PROBLEM DESCRIPTION:
Every entry is to be set down a second time, precisely as written.

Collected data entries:
┄┄┄┄┄┄┄┄┄┄
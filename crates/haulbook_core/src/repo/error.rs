use crate::db::{DbError, FieldError, QueryError, QueryErrorKind};
use crate::model::driver::DriverId;
use crate::model::validation::ValidationError;
use std::error::Error;
use std::fmt::{Display, Formatter};

pub type RepoResult<T> = Result<T, RepoError>;

/// Error returned by every repository and service operation.
#[derive(Debug)]
pub enum RepoError {
    /// Payload failed field validation, or referenced a missing driver.
    Validation(ValidationError),
    /// Update patch carried no recognized field.
    NoFields(&'static str),
    /// Store uniqueness constraint rejected the write.
    Conflict {
        constraint: String,
        source: QueryError,
    },
    /// Row cannot be deleted while other rows still reference it.
    Referenced { entity: &'static str, id: i64 },
    /// Target row of an update does not exist.
    NotFound { entity: &'static str, id: i64 },
    /// Opaque store or connectivity failure.
    Query(QueryError),
    Db(DbError),
    /// Connection schema is not at the expected migrated version.
    UninitializedConnection {
        expected_version: u32,
        actual_version: u32,
    },
    MissingRequiredTable(&'static str),
    /// Persisted row cannot be mapped to a valid record.
    InvalidData(String),
}

impl RepoError {
    /// True when a uniqueness conflict was raised on `column`
    /// (`table.column` form).
    pub fn is_conflict_on(&self, column: &str) -> bool {
        matches!(self, Self::Conflict { source, .. } if source.is_unique_violation_on(column))
    }
}

impl Display for RepoError {
    fn fmt(&self, f: &mut Formatter<'_>) -> std::fmt::Result {
        match self {
            Self::Validation(err) => write!(f, "{err}"),
            Self::NoFields(entity) => write!(f, "no {entity} fields to update"),
            Self::Conflict { constraint, .. } => {
                write!(f, "value already exists: {constraint}")
            }
            Self::Referenced { entity, id } => {
                write!(f, "{entity} {id} is still referenced by other records")
            }
            Self::NotFound { entity, id } => write!(f, "{entity} not found: {id}"),
            Self::Query(err) => write!(f, "{err}"),
            Self::Db(err) => write!(f, "{err}"),
            Self::UninitializedConnection {
                expected_version,
                actual_version,
            } => write!(
                f,
                "repository requires schema version {expected_version}, got {actual_version}"
            ),
            Self::MissingRequiredTable(table) => {
                write!(f, "repository requires table `{table}`")
            }
            Self::InvalidData(message) => write!(f, "invalid persisted data: {message}"),
        }
    }
}

impl Error for RepoError {
    fn source(&self) -> Option<&(dyn Error + 'static)> {
        match self {
            Self::Validation(err) => Some(err),
            Self::Conflict { source, .. } => Some(source),
            Self::Query(err) => Some(err),
            Self::Db(err) => Some(err),
            Self::NoFields(_)
            | Self::Referenced { .. }
            | Self::NotFound { .. }
            | Self::UninitializedConnection { .. }
            | Self::MissingRequiredTable(_)
            | Self::InvalidData(_) => None,
        }
    }
}

impl From<ValidationError> for RepoError {
    fn from(value: ValidationError) -> Self {
        Self::Validation(value)
    }
}

impl From<QueryError> for RepoError {
    fn from(value: QueryError) -> Self {
        Self::Query(value)
    }
}

impl From<DbError> for RepoError {
    fn from(value: DbError) -> Self {
        Self::Db(value)
    }
}

impl From<rusqlite::Error> for RepoError {
    fn from(value: rusqlite::Error) -> Self {
        Self::Query(QueryError::from(value))
    }
}

impl From<FieldError> for RepoError {
    fn from(value: FieldError) -> Self {
        Self::InvalidData(value.to_string())
    }
}

/// Maps insert/update failures onto domain errors.
///
/// `driver_ref` is the driver id the statement tried to reference, used to
/// report a foreign-key failure as a validation error.
pub(crate) fn map_write_error(err: QueryError, driver_ref: Option<DriverId>) -> RepoError {
    match (err.kind(), driver_ref) {
        (QueryErrorKind::UniqueViolation, _) => RepoError::Conflict {
            constraint: err.constraint().unwrap_or("unique").to_string(),
            source: err,
        },
        (QueryErrorKind::ForeignKeyViolation, Some(driver_id)) => {
            RepoError::Validation(ValidationError::UnknownDriver(driver_id))
        }
        _ => RepoError::Query(err),
    }
}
┄┄┄┄┄┄┄┄┄┄
SOLUTION BELOW:
filename crates/haulbook_core/src/repo/error.rs
use crate::db::{DbError, FieldError, QueryError, QueryErrorKind};
use crate::model::driver::DriverId;
use crate::model::validation::ValidationError;
use std::error::Error;
use std::fmt::{Display, Formatter};

pub type RepoResult<T> = Result<T, RepoError>;

/// Error returned by every repository and service operation.
#[derive(Debug)]
pub enum RepoError {
    /// Payload failed field validation, or referenced a missing driver.
    Validation(ValidationError),
    /// Update patch carried no recognized field.
    NoFields(&'static str),
    /// Store uniqueness constraint rejected the write.
    Conflict {
        constraint: String,
        source: QueryError,
    },
    /// Row cannot be deleted while other rows still reference it.
    Referenced { entity: &'static str, id: i64 },
    /// Target row of an update does not exist.
    NotFound { entity: &'static str, id: i64 },
    /// Opaque store or connectivity failure.
    Query(QueryError),
    Db(DbError),
    /// Connection schema is not at the expected migrated version.
    UninitializedConnection {
        expected_version: u32,
        actual_version: u32,
    },
    MissingRequiredTable(&'static str),
    /// Persisted row cannot be mapped to a valid record.
    InvalidData(String),
}

impl RepoError {
    /// True when a uniqueness conflict was raised on `column`
    /// (`table.column` form).
    pub fn is_conflict_on(&self, column: &str) -> bool {
        matches!(self, Self::Conflict { source, .. } if source.is_unique_violation_on(column))
    }
}

impl Display for RepoError {
    fn fmt(&self, f: &mut Formatter<'_>) -> std::fmt::Result {
        match self {
            Self::Validation(err) => write!(f, "{err}"),
            Self::NoFields(entity) => write!(f, "no {entity} fields to update"),
            Self::Conflict { constraint, .. } => {
                write!(f, "value already exists: {constraint}")
            }
            Self::Referenced { entity, id } => {
                write!(f, "{entity} {id} is still referenced by other records")
            }
            Self::NotFound { entity, id } => write!(f, "{entity} not found: {id}"),
            Self::Query(err) => write!(f, "{err}"),
            Self::Db(err) => write!(f, "{err}"),
            Self::UninitializedConnection {
                expected_version,
                actual_version,
            } => write!(
                f,
                "repository requires schema version {expected_version}, got {actual_version}"
            ),
            Self::MissingRequiredTable(table) => {
                write!(f, "repository requires table `{table}`")
            }
            Self::InvalidData(message) => write!(f, "invalid persisted data: {message}"),
        }
    }
}

impl Error for RepoError {
    fn source(&self) -> Option<&(dyn Error + 'static)> {
        match self {
            Self::Validation(err) => Some(err),
            Self::Conflict { source, .. } => Some(source),
            Self::Query(err) => Some(err),
            Self::Db(err) => Some(err),
            Self::NoFields(_)
            | Self::Referenced { .. }
            | Self::NotFound { .. }
            | Self::UninitializedConnection { .. }
            | Self::MissingRequiredTable(_)
            | Self::InvalidData(_) => None,
        }
    }
}

impl From<ValidationError> for RepoError {
    fn from(value: ValidationError) -> Self {
        Self::Validation(value)
    }
}

impl From<QueryError> for RepoError {
    fn from(value: QueryError) -> Self {
        Self::Query(value)
    }
}

impl From<DbError> for RepoError {
    fn from(value: DbError) -> Self {
        Self::Db(value)
    }
}

impl From<rusqlite::Error> for RepoError {
    fn from(value: rusqlite::Error) -> Self {
        Self::Query(QueryError::from(value))
    }
}

impl From<FieldError> for RepoError {
    fn from(value: FieldError) -> Self {
        Self::InvalidData(value.to_string())
    }
}

/// Maps insert/update failures onto domain errors.
///
/// `driver_ref` is the driver id the statement tried to reference, used to
/// report a foreign-key failure as a validation error.
pub(crate) fn map_write_error(err: QueryError, driver_ref: Option<DriverId>) -> RepoError {
    match (err.kind(), driver_ref) {
        (QueryErrorKind::UniqueViolation, _) => RepoError::Conflict {
            constraint: err.constraint().unwrap_or("unique").to_string(),
            source: err,
        },
        (QueryErrorKind::ForeignKeyViolation, Some(driver_id)) => {
            RepoError::Validation(ValidationError::UnknownDriver(driver_id))
        }
        _ => RepoError::Query(err),
    }
}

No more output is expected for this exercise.